The activation of C−Br bonds in various bromoalkanes by the biradical [⋅P(μ‐NTer)(2)P⋅] (1) (Ter=2,6‐bis‐(2,4,6‐trimethylphenyl)‐phenyl) is reported, yielding trans‐addition products of the type [Br−P(μ‐NTer)(2)P−R] (2), so‐called 1,3‐substituted cyclo‐1,3‐diphospha‐2,4‐diazanes.
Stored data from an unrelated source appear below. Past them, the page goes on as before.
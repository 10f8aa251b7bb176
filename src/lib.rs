//! Common functionality for evflex, a sector model for electric vehicle flexibility and charging
//! load profiles.
#![warn(missing_docs)]
use std::path::PathBuf;

pub mod cli;
pub mod data_handle;
pub mod diffusion;
pub mod disaggregation;
pub mod id;
pub mod input;
pub mod load_profile;
pub mod log;
pub mod model;
pub mod output;
pub mod region;
pub mod sector_model;
pub mod settings;
pub mod simulation;
pub mod units;
pub mod v2g;

#[cfg(test)]
mod fixture;

/// Get the path to the folder where program configuration files are stored.
///
/// Falls back to the current directory if the user's config folder cannot be determined.
pub fn get_evflex_config_dir() -> PathBuf {
    let mut path = dirs::config_dir().unwrap_or_default();
    path.push("evflex");

    path
}
//! Functionality for running the simulation.
use crate::model::Model;
use crate::output::DataWriter;
use crate::sector_model::SectorModel;
use anyhow::{Context, Result};
use log::info;
use std::path::Path;

/// Run the simulation.
///
/// The sector model is run for each milestone year in turn and the results are written to CSV
/// files in `output_path`.
///
/// # Arguments:
///
/// * `model` - The model to run
/// * `output_path` - The folder to which output files will be written
pub fn run(model: &Model, output_path: &Path) -> Result<()> {
    let sector_model = SectorModel::from_model(model)?;
    let mut writer = DataWriter::create(output_path)?;

    for year in model.iter_years() {
        info!("Milestone year: {year}");

        let outputs = sector_model
            .simulate(model, year)
            .with_context(|| format!("Simulation failed for milestone year {year}"))?;
        for (region_id, capacity) in &outputs.v2g_capacity {
            info!("V2G capacity for region {region_id}: {capacity} kWh");
        }

        writer.write(year, &outputs)?;
    }

    writer.flush()?;

    Ok(())
}
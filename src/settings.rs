//! Code for loading program settings.
use crate::get_evflex_config_dir;
use crate::input::read_toml;
use crate::log::DEFAULT_LOG_LEVEL;
use anyhow::{Context, Result};
use documented::DocumentedFields;
use serde::{Deserialize, Serialize};
use std::fmt::Write;
use std::path::{Path, PathBuf};

const SETTINGS_FILE_NAME: &str = "settings.toml";

const DEFAULT_SETTINGS_FILE_HEADER: &str = "# This file contains the program settings for evflex.
# Uncomment a setting to change its value.
";

/// Default log level for program
fn default_log_level() -> String {
    DEFAULT_LOG_LEVEL.to_string()
}

/// Get the path to where the settings file will be read from
pub fn get_settings_file_path() -> PathBuf {
    let mut path = get_evflex_config_dir();
    path.push(SETTINGS_FILE_NAME);

    path
}

/// Program settings from config file
#[derive(Debug, DocumentedFields, Serialize, Deserialize, PartialEq)]
pub struct Settings {
    /// The default program log level
    #[serde(default = "default_log_level")]
    pub log_level: String,
    /// Whether to overwrite output files by default
    #[serde(default)]
    pub overwrite: bool,
}

impl Default for Settings {
    fn default() -> Self {
        Self {
            log_level: default_log_level(),
            overwrite: false,
        }
    }
}

impl Settings {
    /// Read the contents of the program settings file.
    ///
    /// If the file is not present, default values for settings will be used
    ///
    /// # Returns
    ///
    /// The program settings as a `Settings` struct or an error if the file is invalid
    pub fn load() -> Result<Settings> {
        Self::load_from_path(&get_settings_file_path())
    }

    /// Read from the specified path, falling back to defaults if the file doesn't exist
    fn load_from_path(file_path: &Path) -> Result<Settings> {
        if !file_path.is_file() {
            return Ok(Settings::default());
        }

        read_toml(file_path)
    }

    /// The contents of the default settings file
    pub fn default_file_contents() -> Result<String> {
        // Convert default settings to TOML
        let settings_raw = toml::to_string(&Settings::default())
            .context("Could not convert settings to TOML")?;

        // Iterate through the generated TOML, commenting out lines and adding docs
        let mut out = DEFAULT_SETTINGS_FILE_HEADER.to_string();
        for line in settings_raw.split('\n') {
            if let Some(last) = line.find('=') {
                let field = line[..last].trim();

                // Use doc comment to document parameter
                let docs = Settings::get_field_docs(field)
                    .ok()
                    .with_context(|| format!("Missing doc comment for field {field}"))?;
                for line in docs.split('\n') {
                    write!(&mut out, "\n# # {}\n", line.trim())?;
                }

                writeln!(&mut out, "# {}", line.trim())?;
            }
        }

        Ok(out)
    }
}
This addition reaction, which represents a new easy approach to asymmetrically substituted cyclo‐1,3‐diphospha‐2,4‐diazanes, was investigated mechanistically by different spectroscopic methods (NMR, EPR, IR, Raman); the results suggested a stepwise radical reaction mechanism, as evidenced by the in‐situ detection of the phosphorus‐centered monoradical [⋅P(μ‐NTer)(2)P‐R].< To provide further evidence for the radical mechanism, [⋅P(μ‐NTer)(2)P‐Et] (3Et⋅) was synthesized directly by reduction of the bromoethane addition product [Br‐P(μ‐NTer)(2)P‐Et] (2 a) with magnesium, resulting in the formation of the persistent phosphorus‐centered monoradical [⋅P(μ‐NTer)(2)P‐Et], which could be isolated and fully characterized, including single‐crystal X‐ray diffraction. Comparison of the EPR spectrum of the radical intermediate in the addition reaction with that of the synthesized new [⋅P(μ‐NTer)(2)P‐Et] radical clearly proves the existence of radicals over the course of the reaction of biradical [⋅P(μ‐NTer)(2)P⋅] (1) with bromoethane. Extensive DFT and coupled cluster calculations corroborate the experimental data for a radical mechanism in the reaction of biradical [⋅P(μ‐NTer)(2)P⋅] with EtBr. In the field of hetero‐cyclobutane‐1,3‐diyls, the demonstration of a stepwise radical reaction represents a new aspect and closes the gap between P‐centered biradicals and P‐centered monoradicals in terms of radical reactivity.